With nearly 40 million screening mammograms performed each year in the U.S., this exam remains one of the most critical tools for early cancer detection. The American Cancer Society reports a 99% survival rate when cancer is diagnosed at a localized stage.
This report examines mammogram costs across U.S. hospitals, highlighting differences between insured and uninsured patients.
*All data are aggregated from the AllClinics platform.
What Factors Influence Mammogram Cost?
Mammogram costs differ significantly across states. The key factors include procedure type, facility type, location, insurance plan, and additional services. Let’s discover each factor in more detail.
1. Type of Mammogram
There are several types of mammograms based on the purpose of the exam and the technology used.
By purpose:
- A screening mammogram is a routine check recommended annually for most women starting at age 40. It usually consists of two images per breast.
- A diagnostic mammogram is used when a patient has symptoms. It includes additional, more detailed images from multiple angles and may focus on a specific area of the breast.
Diagnostic mammograms typically cost more because they take longer and require a radiologist's review.
By technology:
- A 2D mammogram captures two flat images of each breast. This is the traditional method, still widely used and effective for many patients.
- A 3D mammogram takes dozens of low-dose X-ray images from different angles to create a layered, 3D reconstruction of the breast. This method provides clearer images but it’s more expensive and isn’t fully covered by all insurance companies yet.
2. Facility Type and Location
You can get a mammogram at a hospital, clinic, or independent imaging center. Hospitals often charge higher rates due to their higher overhead costs and more complex billing structures.
Moreover, urban areas usually have higher costs than rural areas. Local cost of living, regional medical pricing, and competition can impact price.
3. Insurance Coverage
Medicare, Medicaid, and some state programs usually cover screening mammograms at little or no cost. Choosing a provider outside your insurance network, however, can increase your personal expenses.
4. Technology & Equipment
Facilities using the latest imaging machines or AI-assisted analysis may charge more. Also, healthcare providers with higher accreditation, such as FDA-certified breast imaging centers, may also have higher rates due to quality standards.
5. Additional Services
There may be additional services that add to the final cost. This includes radiologist interpretation fees, follow-up imaging for abnormal findings, contrast-enhanced scans, and any lab tests that may be required after the initial exam.

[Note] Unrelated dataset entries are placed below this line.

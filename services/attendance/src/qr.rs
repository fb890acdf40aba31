//! QR encoding of session check-in payloads
//!
//! The engine never decodes QR images; clients decode them and submit the
//! contained session id with their check-in.

use base64::Engine;
use base64::engine::general_purpose::STANDARD;
use chrono::NaiveDateTime;
use qrcode::QrCode;
use qrcode::render::svg;
use serde_json::json;

use crate::error::{AttendanceError, AttendanceResult};
use crate::models::WIRE_TIME_FORMAT;

/// Encode the `{session_id, expiry_time}` payload as a base64 SVG QR image
pub fn encode_session(session_id: i64, expiry_time: NaiveDateTime) -> AttendanceResult<String> {
    let payload = json!({
        "session_id": session_id,
        "expiry_time": expiry_time.format(WIRE_TIME_FORMAT).to_string(),
    });

    let code = QrCode::new(payload.to_string().as_bytes())
        .map_err(|e| AttendanceError::Encoding(e.to_string()))?;

    let image = code
        .render::<svg::Color>()
        .min_dimensions(240, 240)
        .build();

    Ok(STANDARD.encode(image))
}

#[cfg(test)]
mod tests {
    use super::*;
    use chrono::NaiveDate;

    #[test]
    fn encodes_payload_as_base64_svg() {
        let expiry = NaiveDate::from_ymd_opt(2025, 6, 1)
            .unwrap()
            .and_hms_opt(9, 30, 0)
            .unwrap();

        let encoded = encode_session(7, expiry).unwrap();
        let decoded = STANDARD.decode(&encoded).unwrap();
        let svg_text = String::from_utf8(decoded).unwrap();
        assert!(svg_text.contains("<svg"));
    }
}
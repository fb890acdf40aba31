//! Attendance model and related payloads

use chrono::NaiveDateTime;
use serde::{Deserialize, Serialize};
use sqlx::FromRow;

use super::session::wire_time;

/// Outcome of a check-in evaluation
#[derive(Debug, Clone, Copy, PartialEq, Eq, Serialize, Deserialize)]
#[serde(rename_all = "lowercase")]
pub enum AttendanceStatus {
    Present,
    Absent,
}

impl AttendanceStatus {
    /// Database representation of the status
    pub fn as_str(&self) -> &'static str {
        match self {
            AttendanceStatus::Present => "present",
            AttendanceStatus::Absent => "absent",
        }
    }

    /// Parse the database representation back into a status
    pub fn parse(raw: &str) -> Option<Self> {
        match raw {
            "present" => Some(AttendanceStatus::Present),
            "absent" => Some(AttendanceStatus::Absent),
            _ => None,
        }
    }
}

/// Attendance entity, one row per check-in attempt
#[derive(Debug, Clone, Serialize, FromRow)]
pub struct Attendance {
    pub id: i64,
    pub student_id: i64,
    pub session_id: i64,
    pub status: String,
    #[serde(with = "wire_time")]
    pub timestamp: NaiveDateTime,
}

/// New attendance payload, assembled by the validator only
#[derive(Debug, Clone)]
pub struct NewAttendance {
    pub student_id: i64,
    pub session_id: i64,
    pub status: AttendanceStatus,
    /// Evaluation instant assigned by the validator, never client-supplied
    pub timestamp: NaiveDateTime,
}

/// Request for a check-in attempt
#[derive(Debug, Clone, Deserialize)]
pub struct CheckInRequest {
    pub student_id: i64,
    pub session_id: i64,
    pub latitude: f64,
    pub longitude: f64,
}

/// Response for a check-in attempt
#[derive(Debug, Serialize)]
pub struct CheckInResponse {
    pub status: AttendanceStatus,
}

/// Per-session attendance listing entry
#[derive(Debug, Serialize)]
pub struct SessionAttendanceEntry {
    pub student_id: i64,
    pub status: String,
    pub timestamp: String,
}

/// Per-student report entry, most recent first
#[derive(Debug, Serialize)]
pub struct StudentReportEntry {
    pub session_id: i64,
    pub status: String,
    pub timestamp: String,
}
//! Staff user model, roles, and related payloads

use serde::{Deserialize, Serialize};
use sqlx::FromRow;

/// Role resolved for an actor by the authorization collaborator.
///
/// `Admin` and `Teacher` come from the staff table, `Student` from the
/// student roster; `None` means the id resolves to nobody.
#[derive(Debug, Clone, Copy, PartialEq, Eq, Serialize, Deserialize)]
#[serde(rename_all = "UPPERCASE")]
pub enum Role {
    Admin,
    Teacher,
    Student,
    None,
}

impl Role {
    /// Database representation of the role
    pub fn as_str(&self) -> &'static str {
        match self {
            Role::Admin => "ADMIN",
            Role::Teacher => "TEACHER",
            Role::Student => "STUDENT",
            Role::None => "NONE",
        }
    }

    /// Parse the database representation back into a role
    pub fn parse(raw: &str) -> Option<Self> {
        match raw {
            "ADMIN" => Some(Role::Admin),
            "TEACHER" => Some(Role::Teacher),
            "STUDENT" => Some(Role::Student),
            _ => None,
        }
    }

    /// Whether this role may create and manage sessions
    pub fn is_staff(&self) -> bool {
        matches!(self, Role::Admin | Role::Teacher)
    }
}

/// Staff user entity
#[derive(Debug, Clone, Serialize, FromRow)]
pub struct User {
    pub id: i64,
    pub name: String,
    pub email: String,
    #[serde(skip_serializing)]
    pub password_hash: String,
    pub role: String,
}

/// New staff user creation payload
#[derive(Debug, Clone, Deserialize)]
pub struct NewUser {
    pub name: String,
    pub email: String,
    pub password: String,
    pub role: Role,
}

/// New teacher creation payload; the TEACHER role is implied
#[derive(Debug, Clone, Deserialize)]
pub struct NewTeacherRequest {
    pub name: String,
    pub email: String,
    pub password: String,
}

/// Staff user update payload
#[derive(Debug, Clone, Deserialize)]
pub struct UpdateUser {
    pub name: String,
    pub email: String,
}

/// Staff login credentials
#[derive(Debug, Clone, Deserialize)]
pub struct LoginCredentials {
    pub email: String,
    pub password: String,
}
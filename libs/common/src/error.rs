//! Custom error types for the common library
//!
//! This module defines the database error taxonomy used throughout the
//! attendance services. Store failures must surface distinctly so that a
//! caller can never confuse "undetermined due to error" with a real result.

use sqlx::Error as SqlxError;
use thiserror::Error;

/// Custom error type for database operations
#[derive(Error, Debug)]
pub enum DatabaseError {
    /// Error occurred during database connection
    #[error("Database connection error: {0}")]
    Connection(#[source] SqlxError),

    /// Error occurred during database query execution
    #[error("Database query error: {0}")]
    Query(#[source] SqlxError),

    /// Error occurred during database migration
    #[error("Database migration error: {0}")]
    Migration(String),

    /// Configuration error
    #[error("Database configuration error: {0}")]
    Configuration(String),
}

impl From<SqlxError> for DatabaseError {
    fn from(err: SqlxError) -> Self {
        DatabaseError::Query(err)
    }
}

/// Type alias for Result with DatabaseError
pub type DatabaseResult<T> = Result<T, DatabaseError>;
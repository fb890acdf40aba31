//! Session registry: lifecycle of time- and location-bound attendance windows

use chrono::NaiveDateTime;
use std::sync::Arc;
use tracing::info;

use crate::error::{AttendanceError, AttendanceResult};
use crate::models::{CreateSessionRequest, NewSession, Session, WIRE_TIME_FORMAT};
use crate::store::{RoleProvider, SessionStore};

/// Owns session creation, lookup, and deletion.
///
/// Codes are derived from the creation instant at second resolution. Two
/// sessions created within the same second get the same code; uniqueness of
/// codes is probabilistic only and must not be treated as a security
/// boundary. The assigned id is the durable identity.
#[derive(Clone)]
pub struct SessionRegistry {
    sessions: Arc<dyn SessionStore>,
    roles: Arc<dyn RoleProvider>,
}

impl SessionRegistry {
    /// Create a new session registry
    pub fn new(sessions: Arc<dyn SessionStore>, roles: Arc<dyn RoleProvider>) -> Self {
        Self { sessions, roles }
    }

    /// Create a session from a wire request.
    ///
    /// `now` is the creation instant and seeds the session code. Validation
    /// reports every missing key at once; the creator must resolve to ADMIN
    /// or TEACHER, otherwise nothing is written.
    pub async fn create_session(
        &self,
        request: &CreateSessionRequest,
        now: NaiveDateTime,
    ) -> AttendanceResult<Session> {
        let mut missing = Vec::new();
        if request.session_name.as_deref().map_or(true, str::is_empty) {
            missing.push("session_name".to_string());
        }
        if request.location_lat.is_none() {
            missing.push("location_lat".to_string());
        }
        if request.location_long.is_none() {
            missing.push("location_long".to_string());
        }
        if request.expiry_time.as_deref().map_or(true, str::is_empty) {
            missing.push("expiry_time".to_string());
        }
        if request.created_by.is_none() {
            missing.push("created_by".to_string());
        }
        if !missing.is_empty() {
            return Err(AttendanceError::Validation(missing));
        }

        let expiry_raw = request.expiry_time.as_deref().unwrap_or_default();
        let expiry_time = NaiveDateTime::parse_from_str(expiry_raw, WIRE_TIME_FORMAT)
            .map_err(|_| AttendanceError::Validation(vec!["expiry_time".to_string()]))?;

        let created_by = request.created_by.unwrap_or_default();
        let role = self.roles.role_of(created_by).await?;
        if !role.is_staff() {
            return Err(AttendanceError::Forbidden(
                "Only ADMIN or TEACHER users can create sessions".to_string(),
            ));
        }

        let new_session = NewSession {
            code: generate_code(now),
            name: request.session_name.clone().unwrap_or_default(),
            location_lat: request.location_lat.unwrap_or_default(),
            location_long: request.location_long.unwrap_or_default(),
            expiry_time,
            created_by,
        };

        let session = self.sessions.insert(&new_session).await?;
        info!(
            "Created session {} ({}) expiring at {}",
            session.id, session.code, session.expiry_time
        );
        Ok(session)
    }

    /// Fetch a session by id; read-only
    pub async fn lookup(&self, session_id: i64) -> AttendanceResult<Option<Session>> {
        Ok(self.sessions.find_by_id(session_id).await?)
    }

    /// List all sessions
    pub async fn list(&self) -> AttendanceResult<Vec<Session>> {
        Ok(self.sessions.list().await?)
    }

    /// Hard-delete a session. Attendance rows referencing it remain; their
    /// session simply becomes unresolvable.
    pub async fn delete(&self, session_id: i64) -> AttendanceResult<bool> {
        let deleted = self.sessions.delete(session_id).await?;
        if deleted {
            info!("Deleted session {}", session_id);
        }
        Ok(deleted)
    }
}

/// Session code deterministic from the creation instant, second resolution
fn generate_code(now: NaiveDateTime) -> String {
    format!("SESSION_{}", now.and_utc().timestamp())
}
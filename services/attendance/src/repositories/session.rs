//! Session repository for database operations

use async_trait::async_trait;
use common::error::DatabaseResult;
use sqlx::{PgPool, Row};

use crate::models::{NewSession, Session};
use crate::store::SessionStore;

/// Session repository
#[derive(Clone)]
pub struct SessionRepository {
    pool: PgPool,
}

impl SessionRepository {
    /// Create a new session repository
    pub fn new(pool: PgPool) -> Self {
        Self { pool }
    }

    fn from_row(row: &sqlx::postgres::PgRow) -> Session {
        Session {
            id: row.get("id"),
            code: row.get("code"),
            name: row.get("name"),
            location_lat: row.get("location_lat"),
            location_long: row.get("location_long"),
            expiry_time: row.get("expiry_time"),
            created_by: row.get("created_by"),
        }
    }
}

#[async_trait]
impl SessionStore for SessionRepository {
    async fn insert(&self, new_session: &NewSession) -> DatabaseResult<Session> {
        let row = sqlx::query(
            r#"
            INSERT INTO sessions (code, name, location_lat, location_long, expiry_time, created_by)
            VALUES ($1, $2, $3, $4, $5, $6)
            RETURNING id, code, name, location_lat, location_long, expiry_time, created_by
            "#,
        )
        .bind(&new_session.code)
        .bind(&new_session.name)
        .bind(new_session.location_lat)
        .bind(new_session.location_long)
        .bind(new_session.expiry_time)
        .bind(new_session.created_by)
        .fetch_one(&self.pool)
        .await?;

        Ok(Self::from_row(&row))
    }

    async fn find_by_id(&self, id: i64) -> DatabaseResult<Option<Session>> {
        let row = sqlx::query(
            r#"
            SELECT id, code, name, location_lat, location_long, expiry_time, created_by
            FROM sessions
            WHERE id = $1
            "#,
        )
        .bind(id)
        .fetch_optional(&self.pool)
        .await?;

        Ok(row.as_ref().map(Self::from_row))
    }

    async fn list(&self) -> DatabaseResult<Vec<Session>> {
        let rows = sqlx::query(
            r#"
            SELECT id, code, name, location_lat, location_long, expiry_time, created_by
            FROM sessions
            ORDER BY id
            "#,
        )
        .fetch_all(&self.pool)
        .await?;

        Ok(rows.iter().map(Self::from_row).collect())
    }

    async fn delete(&self, id: i64) -> DatabaseResult<bool> {
        let result = sqlx::query("DELETE FROM sessions WHERE id = $1")
            .bind(id)
            .execute(&self.pool)
            .await?;

        Ok(result.rows_affected() > 0)
    }
}
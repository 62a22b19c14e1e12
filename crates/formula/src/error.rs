/// Reasons a formula can be rejected before it is ever evaluated.
#[derive(Debug, Clone, PartialEq, thiserror::Error)]
pub enum ParseError {
    #[error("expression is empty")]
    Empty,
    #[error("expression is {len} bytes long; the limit is {max}")]
    TooLong { len: usize, max: usize },
    #[error("unexpected character '{ch}' at offset {offset}")]
    UnexpectedChar { ch: char, offset: usize },
    #[error("invalid number '{text}' at offset {offset}")]
    InvalidNumber { text: String, offset: usize },
    #[error("unexpected {found} at offset {offset}")]
    UnexpectedToken { found: String, offset: usize },
    #[error("unexpected end of expression")]
    UnexpectedEnd,
    #[error("unknown name '{0}'")]
    UnknownName(String),
    #[error("'{0}' is not a function")]
    NotAFunction(String),
    #[error("function '{0}' must be called with parentheses")]
    MissingCall(String),
    #[error("function '{name}' expects {expected} argument(s), got {found}")]
    Arity {
        name: &'static str,
        expected: String,
        found: usize,
    },
    #[error("expression nests deeper than {max} levels")]
    TooDeep { max: usize },
}

/// Failures that only show up once a concrete `t` is supplied.
#[derive(Debug, Clone, Copy, PartialEq, thiserror::Error)]
pub enum EvalError {
    #[error("division by zero")]
    DivisionByZero,
    #[error("{operation} produced a non-finite value")]
    NonFinite { operation: &'static str },
}
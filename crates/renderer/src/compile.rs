use std::borrow::Cow;

use wgpu::naga::ShaderStage;

/// Compiles the vertex stage: one `vec2` position times the uniform transform.
pub(crate) fn compile_vertex_shader(device: &wgpu::Device) -> wgpu::ShaderModule {
    device.create_shader_module(wgpu::ShaderModuleDescriptor {
        label: Some("line vertex"),
        source: wgpu::ShaderSource::Glsl {
            shader: Cow::Owned(vertex_source()),
            stage: ShaderStage::Vertex,
            defines: &[],
        },
    })
}

/// Compiles the fragment stage: a flat uniform colour.
pub(crate) fn compile_fragment_shader(device: &wgpu::Device) -> wgpu::ShaderModule {
    device.create_shader_module(wgpu::ShaderModuleDescriptor {
        label: Some("line fragment"),
        source: wgpu::ShaderSource::Glsl {
            shader: Cow::Owned(fragment_source()),
            stage: ShaderStage::Fragment,
            defines: &[],
        },
    })
}

fn vertex_source() -> String {
    format!("{VERSION}{VERTEX_IO}{LINE_PARAMS_BLOCK}{VERTEX_MAIN}")
}

fn fragment_source() -> String {
    format!("{VERSION}{FRAGMENT_IO}{LINE_PARAMS_BLOCK}{FRAGMENT_MAIN}")
}

const VERSION: &str = "#version 450\n";

/// Shared by both stages; must match `LineUniforms` in `gpu/uniforms.rs`.
const LINE_PARAMS_BLOCK: &str = r"layout(std140, set = 0, binding = 0) uniform LineParams {
    mat4 u_transform;
    vec4 u_color;
} params;
";

const VERTEX_IO: &str = "layout(location = 0) in vec2 a_position;\n";

const VERTEX_MAIN: &str = r"
void main() {
    gl_Position = params.u_transform * vec4(a_position, 0.0, 1.0);
}
";

const FRAGMENT_IO: &str = "layout(location = 0) out vec4 out_color;\n";

const FRAGMENT_MAIN: &str = r"
void main() {
    out_color = vec4(params.u_color.rgb, 1.0);
}
";
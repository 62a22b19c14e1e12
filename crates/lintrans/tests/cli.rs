use std::fs;
use std::path::Path;
use std::process::{Command, Output};

use tempfile::TempDir;

/// Runs the binary with its user directories pointed at `home` so a real
/// config file on the host never leaks in.
fn lintrans(home: &Path, args: &[&str]) -> Output {
    Command::new(env!("CARGO_BIN_EXE_lintrans"))
        .env_remove("LINTRANS_CONFIG")
        .env("HOME", home)
        .env("XDG_CONFIG_HOME", home.join("config"))
        .env("RUST_LOG", "warn")
        .args(args)
        .output()
        .expect("failed to run lintrans")
}

fn stdout(output: &Output) -> String {
    String::from_utf8_lossy(&output.stdout).trim().to_string()
}

#[test]
fn eval_prints_values() {
    let home = TempDir::new().unwrap();

    let output = lintrans(home.path(), &["eval", "2^3 + 1"]);
    assert!(output.status.success());
    assert_eq!(stdout(&output), "9");

    let output = lintrans(home.path(), &["eval", "t * 2", "--t", "1.5"]);
    assert!(output.status.success());
    assert_eq!(stdout(&output), "3");
}

#[test]
fn eval_falls_back_to_zero() {
    let home = TempDir::new().unwrap();
    for expression in ["1/0", "__import__('os')", "foo(t)", "sqrt(-1)"] {
        let output = lintrans(home.path(), &["eval", expression]);
        assert!(output.status.success(), "{expression}");
        assert_eq!(stdout(&output), "0", "{expression}");
    }
}

#[test]
fn check_reports_parse_errors() {
    let home = TempDir::new().unwrap();

    let ok = lintrans(home.path(), &["check", "math.cos(t) * 2"]);
    assert!(ok.status.success());
    assert!(stdout(&ok).starts_with("ok"));

    let bad = lintrans(home.path(), &["check", "open('x')"]);
    assert!(!bad.status.success());
    let stderr = String::from_utf8_lossy(&bad.stderr);
    assert!(stderr.contains("is invalid"), "{stderr}");
}

#[test]
fn settings_defaults_without_config_file() {
    let home = TempDir::new().unwrap();
    let output = lintrans(home.path(), &["settings"]);
    assert!(output.status.success());
    let text = stdout(&output);
    assert!(text.contains("size = \"800x800\""), "{text}");
    assert!(text.contains("a = \"cos(t)\""), "{text}");
    assert!(text.contains("c = \"-sin(t)\""), "{text}");
    assert!(text.contains("grid = true"), "{text}");
}

#[test]
fn settings_merge_file_and_flags() {
    let home = TempDir::new().unwrap();
    let config = home.path().join("custom.toml");
    fs::write(
        &config,
        "[window]\nsize = \"640x480\"\n\n[matrix]\na = \"2\"\nb = \"t\"\n\n[display]\ngrid = false\n",
    )
    .unwrap();

    let output = lintrans(
        home.path(),
        &["--config", config.to_str().unwrap(), "-b", "3", "settings"],
    );
    assert!(output.status.success());
    let text = stdout(&output);
    assert!(text.contains("size = \"640x480\""), "{text}");
    assert!(text.contains("a = \"2\""), "{text}");
    assert!(text.contains("b = \"3\""), "{text}");
    assert!(text.contains("grid = false"), "{text}");
}

#[test]
fn settings_read_config_from_environment() {
    let home = TempDir::new().unwrap();
    let config = home.path().join("env.toml");
    fs::write(&config, "[display]\narrow = false\n").unwrap();

    let output = Command::new(env!("CARGO_BIN_EXE_lintrans"))
        .env("HOME", home.path())
        .env("XDG_CONFIG_HOME", home.path().join("config"))
        .env("LINTRANS_CONFIG", &config)
        .arg("settings")
        .output()
        .expect("failed to run lintrans");
    assert!(output.status.success());
    assert!(stdout(&output).contains("arrow = false"));
}

#[test]
fn missing_explicit_config_is_fatal() {
    let home = TempDir::new().unwrap();
    let missing = home.path().join("absent.toml");
    let output = lintrans(
        home.path(),
        &["--config", missing.to_str().unwrap(), "settings"],
    );
    assert!(!output.status.success());
}
mod cli;
mod config;
mod console;
mod paths;
mod run;

use anyhow::Result;

fn main() -> Result<()> {
    let cli = cli::parse();
    run::run(cli)
}
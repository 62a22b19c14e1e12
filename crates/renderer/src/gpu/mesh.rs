use wgpu::util::DeviceExt;

use crate::geometry::{vertex_count, LineSegment};
use crate::transform::FrameTransform;
use crate::types::Rgb;

use super::uniforms::LineUniforms;

/// Immutable vertex buffer for one piece of static geometry, plus the
/// uniform buffer its draw reads from.
pub(crate) struct LineMesh {
    vertices: wgpu::Buffer,
    vertex_count: u32,
    uniforms: wgpu::Buffer,
    bind_group: wgpu::BindGroup,
}

impl LineMesh {
    pub fn new(
        device: &wgpu::Device,
        layout: &wgpu::BindGroupLayout,
        label: &str,
        segments: &[LineSegment],
    ) -> Self {
        let vertices = device.create_buffer_init(&wgpu::util::BufferInitDescriptor {
            label: Some(label),
            contents: bytemuck::cast_slice(segments),
            usage: wgpu::BufferUsages::VERTEX,
        });
        let uniforms = device.create_buffer_init(&wgpu::util::BufferInitDescriptor {
            label: Some("line uniforms"),
            contents: bytemuck::bytes_of(&LineUniforms::new(
                &FrameTransform::IDENTITY,
                [1.0, 1.0, 1.0],
            )),
            usage: wgpu::BufferUsages::UNIFORM | wgpu::BufferUsages::COPY_DST,
        });
        let bind_group = device.create_bind_group(&wgpu::BindGroupDescriptor {
            label: Some("line bind group"),
            layout,
            entries: &[wgpu::BindGroupEntry {
                binding: 0,
                resource: uniforms.as_entire_binding(),
            }],
        });

        Self {
            vertices,
            vertex_count: vertex_count(segments),
            uniforms,
            bind_group,
        }
    }

    /// Queues this frame's transform and colour for the next submit.
    pub fn write_uniforms(&self, queue: &wgpu::Queue, transform: &FrameTransform, color: Rgb) {
        let uniforms = LineUniforms::new(transform, color);
        queue.write_buffer(&self.uniforms, 0, bytemuck::bytes_of(&uniforms));
    }

    pub fn draw<'pass>(&self, pass: &mut wgpu::RenderPass<'pass>) {
        if self.vertex_count == 0 {
            return;
        }
        pass.set_bind_group(0, &self.bind_group, &[]);
        pass.set_vertex_buffer(0, self.vertices.slice(..));
        pass.draw(0..self.vertex_count, 0..1);
    }
}
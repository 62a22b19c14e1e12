//! Renderer for the linear-transform sandbox.
//!
//! A window thread draws a fixed grid and one sample vector under a 2x2
//! matrix whose entries are expressions of elapsed time. The control side
//! edits those expressions, scales and toggles through
//! [`SharedControlState`]; the render thread only reads it.
//!
//! ```text
//!   control task ──writes──▶ SharedControlState ◀──reads── RenderLoop (frame.rs)
//!        ▲                                                   │ FramePlan
//!        │ WindowSignal                                      ▼
//!   WindowRuntime (window.rs) ◀──── winit event loop ──▶ GpuState (gpu/)
//! ```
//!
//! Everything above the `gpu` module is testable without a display.

mod compile;
pub mod control;
pub mod frame;
pub mod geometry;
mod gpu;
pub mod transform;
mod types;
mod window;

pub use control::{ControlSettings, ControlSnapshot, MatrixEntry, SharedControlState, SCALE_RANGE};
pub use frame::{
    DrawCall, EntryEvaluator, FormulaEvaluator, FramePlan, Geometry, Iteration, LoopPhase,
    RenderLoop, PAUSE_POLL_INTERVAL,
};
pub use geometry::{ArrowHead, LineSegment};
pub use transform::{build_matrix, view_projection, FrameTransform};
pub use types::{Antialiasing, Palette, RendererConfig, Rgb};
pub use window::{Shortcut, WindowRuntime, WindowSignal};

How Much Does a Mammogram Cost with Insurance?
In the U.S., most health insurance plans cover screening mammograms for women aged 40 and older without any cost-sharing. This includes routine mammograms for women without symptoms and, in many cases, follow-up imaging as part of the screening process.
Private insurance plans usually comply with the Affordable Care Act (ACA), so they cover annual mammograms and may provide earlier or more frequent screenings for women at high risk. Out-of-pocket costs can still occur in certain situations, such as diagnostic mammograms triggered by symptoms, 3D mammography, or out-of-network care.
How Much Does a Mammogram Cost without Insurance?
The average cost of a 3D mammogram without insurance is $354.06, with prices ranging from $191 to $1,449 based on data from 132 U.S. hospitals.